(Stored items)
*** Begin section ***

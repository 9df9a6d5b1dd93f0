//! Level: A FIFO queue of resting orders at a single price point.
//!
//! The queue position of an order is its time priority. A partially
//! filled order stays at the head; only exhausted orders leave the queue.

use std::collections::VecDeque;

use crate::{Order, OrderId, Price, Quantity};

/// A queue of resting orders at a single price level.
///
/// The level tracks total quantity for O(1) depth queries.
#[derive(Clone, Debug)]
pub struct Level {
    /// The price for all orders in this level
    price: Price,
    /// Resting orders, oldest first
    orders: VecDeque<Order>,
    /// Sum of remaining quantities (cached for O(1) access)
    total_quantity: Quantity,
}

impl Level {
    /// Create a new empty level at the given price.
    pub(crate) fn new(price: Price) -> Self {
        Self {
            price,
            orders: VecDeque::new(),
            total_quantity: 0,
        }
    }

    /// Returns the price of this level.
    #[inline]
    pub fn price(&self) -> Price {
        self.price
    }

    /// Returns true if there are no orders at this level.
    #[inline]
    pub fn is_empty(&self) -> bool {
        self.orders.is_empty()
    }

    /// Returns the number of orders at this level.
    #[inline]
    pub fn order_count(&self) -> usize {
        self.orders.len()
    }

    /// Returns the total quantity across all orders at this level.
    #[inline]
    pub fn total_quantity(&self) -> Quantity {
        self.total_quantity
    }

    /// Returns the order at the front of the queue (next to fill).
    #[inline]
    pub fn front(&self) -> Option<&Order> {
        self.orders.front()
    }

    /// Append an order to the tail of the queue.
    ///
    /// # Panics
    ///
    /// Panics if the order has zero quantity. Such orders never rest.
    pub(crate) fn push_back(&mut self, order: Order) {
        assert!(order.quantity > 0, "resting order with zero quantity");
        self.total_quantity += order.quantity;
        self.orders.push_back(order);
    }

    /// Fill the head order by `quantity`.
    ///
    /// Returns the head's id and its remaining quantity after the fill.
    /// A head that reaches zero is removed from the queue; otherwise it
    /// keeps its position. Returns `None` if the level is empty.
    ///
    /// # Panics
    ///
    /// Panics if `quantity` exceeds the head's remaining quantity.
    pub(crate) fn fill_front(&mut self, quantity: Quantity) -> Option<(OrderId, Quantity)> {
        let head = self.orders.front_mut()?;
        head.fill(quantity);
        self.total_quantity -= quantity;

        let filled = (head.id, head.quantity);
        if head.is_filled() {
            self.orders.pop_front();
        }
        Some(filled)
    }

    /// Returns an iterator over the resting orders in FIFO order.
    pub fn iter(&self) -> impl Iterator<Item = &Order> + '_ {
        self.orders.iter()
    }
}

*** End section ***

TASK PROMPT:
Number of lines above containing the word "single": state it and add nothing else.

OUTPUT OF THE EXERCISE:
2